• Out of Bounds

Don't ignore the rest of the world

ESPN staff
August 10, 2011
Adam Scott is growing into the dominant player many expected to see a decade ago © PA Photos

It was the underlying storyline of this year's Open Championship, and becomes the overwhelming one in golf come September of every other year - Europe versus the United States.

For every year the Ryder Cup is not played, it sometimes seems major championships can become something of a phoney war in that regard, with players at the top of the leaderboard held up as representatives of their particular countries or continents, over and above the determined individuals out to achieve personal glory they also are.

Darren Clarke's victory at Royal St George's was a deeply emotional victory for one of the game's most popular characters, but it was also a triumph over the American challengers - most notably Dustin Johnson.

Rory McIlroy's breakout victory at Congressional three weeks earlier was seen by many as ushering in a new era in golf's great history, but it was also another major without an American winner - as their national championship continued to reside in foreign pastures.

For better or worse, the popularity and prevalence of the Ryder Cup colours our perspective on the bigger individual championships throughout the calendar. Which is a shame, as it often seems to marginalise players from the colonies that cannot compete in that event - otherwise known as the Rest of the World.

Yes, such a team do face the United States in years when the Ryder Cup is played, but the fact that six-time NBA champion Michael Jordan is set to be an assistant captain in the event this year says all you need to know about the true stature of that event. Yet the players that make up the Americans' opponent are every bit as good as the Europeans - and perhaps they are now ready to take credit for it.

South African Charl Schwartzel won The Masters in April, after all, continuing a quite amazing recent run of victories for the Rainbow Nation that has incorporated everyone from Ernie Els and Retief Goosen to, more recently, Trevor Immelman, Louis Oosthuizen and the aforementioned Schwartzel.

Throw in a sprinkling of the best players from Asia - 2009 US PGA champion YE Yang, KJ Choi and the emerging Ryo Ishikawa - and you already have the makings of a very talented team.

But it is Australia who could be set to go on a run of their own in the majors that could thrust them back into the spotlight on the world stage. Since the likes of Steve Elkington and Greg Norman exited stage left, the next generation of Australians has taken its time to come through. Only now is Adam Scott finally beginning to show the enduring quality that he hinted at as a youngster around the turn of the millennium, while Aaron Baddeley has been in the final pairing of a major championship once in his career (the 2007 US Open) but now looks increasingly comfortable in big events, particularly on the western side of the Atlantic.

But it is another young Aussie who is quickly proving himself to be the real deal. Jason Day finished second in both The Masters and the US Open this year, (impressively) his first appearances in each event. He scored a top ten in his debut USPGA Championship appearance last year, at Whistling Straits, which he qualified for after his maiden PGA Tour victory at last year's Byron Nelson Classic.
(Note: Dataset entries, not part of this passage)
use crate::deck::{ChapterKey, Deck, Progress, Status};
use crate::error::ParseError;
use crate::session::{Cursor, Face, Playlist, SessionSummary};

mod logging;
#[cfg(test)]
pub mod mock;

pub use self::logging::LogOutput;

/// Receives every change the presentation layer has to re-render.
pub trait StudyOutput {
    /// A new deck replaced the previous one. Selection and playlist were reset with it.
    fn deck_changed(&self, deck: &Deck);

    /// The import was rejected. The previous deck is still in place.
    fn import_failed(&self, error: &ParseError);

    fn playlist_changed(&self, playlist: &Playlist, cursor: Cursor, summary: SessionSummary);

    fn cursor_moved(&self, cursor: Cursor);

    fn card_flipped(&self, face: Face);

    fn card_graded(&self, index: usize, status: Status);

    fn chapter_progress_changed(&self, chapter: &ChapterKey, progress: Progress);

    /// Grading went past the last card of the playlist.
    fn session_end(&self);
}

/// Output for embedders that poll the session instead.
#[derive(Clone, Copy, Debug, Default)]
pub struct NullOutput;

impl StudyOutput for NullOutput {
    fn deck_changed(&self, _deck: &Deck) {}
    fn import_failed(&self, _error: &ParseError) {}
    fn playlist_changed(&self, _playlist: &Playlist, _cursor: Cursor, _summary: SessionSummary) {}
    fn cursor_moved(&self, _cursor: Cursor) {}
    fn card_flipped(&self, _face: Face) {}
    fn card_graded(&self, _index: usize, _status: Status) {}
    fn chapter_progress_changed(&self, _chapter: &ChapterKey, _progress: Progress) {}
    fn session_end(&self) {}
}
use itertools::Itertools;
use log::{info, warn};

use crate::deck::{ChapterKey, Deck, Progress, Status};
use crate::error::ParseError;
use crate::output::StudyOutput;
use crate::session::{Cursor, Face, Playlist, SessionSummary};

/// Reports every notification through the `log` facade.
#[derive(Clone, Copy, Debug, Default)]
pub struct LogOutput;

impl StudyOutput for LogOutput {
    fn deck_changed(&self, deck: &Deck) {
        info!(
            "Deck loaded: {} subjects found ({})",
            deck.subject_count(),
            deck.subjects().join(", ")
        );
    }

    fn import_failed(&self, error: &ParseError) {
        warn!("Deck import failed: {}", error);
    }

    fn playlist_changed(&self, playlist: &Playlist, cursor: Cursor, summary: SessionSummary) {
        info!(
            "Playlist changed: {} chapters, {} questions, cursor {:?}",
            summary.chapter_count,
            playlist.len(),
            cursor
        );
    }

    fn cursor_moved(&self, cursor: Cursor) {
        match cursor.index() {
            Some(index) => info!("Showing card {}", index + 1),
            None => info!("No card to show"),
        }
    }

    fn card_flipped(&self, face: Face) {
        info!("Card flipped to {:?}", face);
    }

    fn card_graded(&self, index: usize, status: Status) {
        info!("Card {} marked {}", index + 1, status);
    }

    fn chapter_progress_changed(&self, chapter: &ChapterKey, progress: Progress) {
        info!("{} ({})", chapter, progress);
    }

    fn session_end(&self) {
        info!("Reached the end of the current study playlist");
    }
}
//! In-memory flashcard study sessions.
//!
//! A [`Session`] owns an imported [`Deck`] of questions grouped by subject and chapter.
//! Selecting chapters builds a [`Playlist`] of cards to study, which can be shuffled,
//! navigated with a [`Cursor`] and graded. Every change is reported to a [`StudyOutput`]
//! so a presentation layer can re-render without polling.

pub mod commands;
pub mod deck;
pub mod error;
pub mod output;
pub mod session;

pub use crate::commands::{dispatch, handle, Command};
pub use crate::deck::{CardId, ChapterKey, Deck, Grade, Progress, Question, Status};
pub use crate::error::{Error, ParseError, Result};
pub use crate::output::{LogOutput, NullOutput, StudyOutput};
pub use crate::session::{
    CardView, Cursor, Face, GradeOutcome, Playlist, Selection, Session, SessionSummary, Settings,
    Step, Tile,
};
He was also firmly in contention at last week's WGC-Bridgestone Invitational, another high quality event with a high quality field. In short, the confident 23-year-old has shown he has the game and the mentality to contend at pretty much any level he bothers to attend.

Yet, while golfers in the rest of the world continue to come on leaps and bounds and Europeans have suddenly found a way to claim major championships on a regular basis (they currently own three of four), the United States is on a previously unimaginable dry spell.
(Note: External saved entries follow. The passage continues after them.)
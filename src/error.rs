use thiserror::Error;

#[derive(Debug, Error)]
#[error("invalid deck: {source}")]
pub struct ParseError {
    #[from]
    source: serde_json::Error,
}

impl ParseError {
    /// 1-based line of the failure, or 0 when the payload was not text.
    pub fn line(&self) -> usize {
        self.source.line()
    }

    pub fn column(&self) -> usize {
        self.source.column()
    }
}

#[derive(Debug, Error)]
pub enum Error {
    #[error(transparent)]
    Parse(#[from] ParseError),
    #[error("card index {index} is out of range for a playlist of {len} cards")]
    OutOfRange { index: usize, len: usize },
}

impl From<serde_json::Error> for Error {
    fn from(error: serde_json::Error) -> Self {
        Error::Parse(error.into())
    }
}

pub type Result<T> = std::result::Result<T, Error>;
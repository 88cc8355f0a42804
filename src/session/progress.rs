use crate::deck::{Deck, Progress};
use crate::session::playlist::Playlist;
use crate::session::selection::Selection;

#[derive(Clone, Copy, Debug, Default, Eq, PartialEq)]
pub struct SessionSummary {
    pub chapter_count: usize,
    pub question_count: usize,
}

pub fn session_summary(selection: &Selection, playlist: &Playlist) -> SessionSummary {
    SessionSummary {
        chapter_count: selection.len(),
        question_count: playlist.len(),
    }
}

pub fn playlist_progress(deck: &Deck, playlist: &Playlist) -> Progress {
    Progress {
        graded: playlist
            .iter()
            .filter_map(|id| deck.get(id))
            .filter(|q| q.status().is_graded())
            .count(),
        total: playlist.len(),
    }
}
If an American fails to win this week at Atlanta Athletic Club, then that will make a record seven major championships without a major victory for the country. With Phil Mickelson fading and Tiger Woods struggling to find an even keel, the pressure on the likes of Dustin Johnson, Nick Watney and Rickie Fowler is so far proving a bit too much.

The US PGA is the final major of the year, and thus provides a last stroke of colour to the year's narrative. Youth versus experience has been one storyline, as has the European struggle to keep beating Americans. This week another layer of context could be added to both those tussles.

Europe against the United States is the big inter-continental rivalry, but this week the rest of the world, with Australia at the vanguard, could be set to offer further evidence that we certainly can't afford to ignore them either.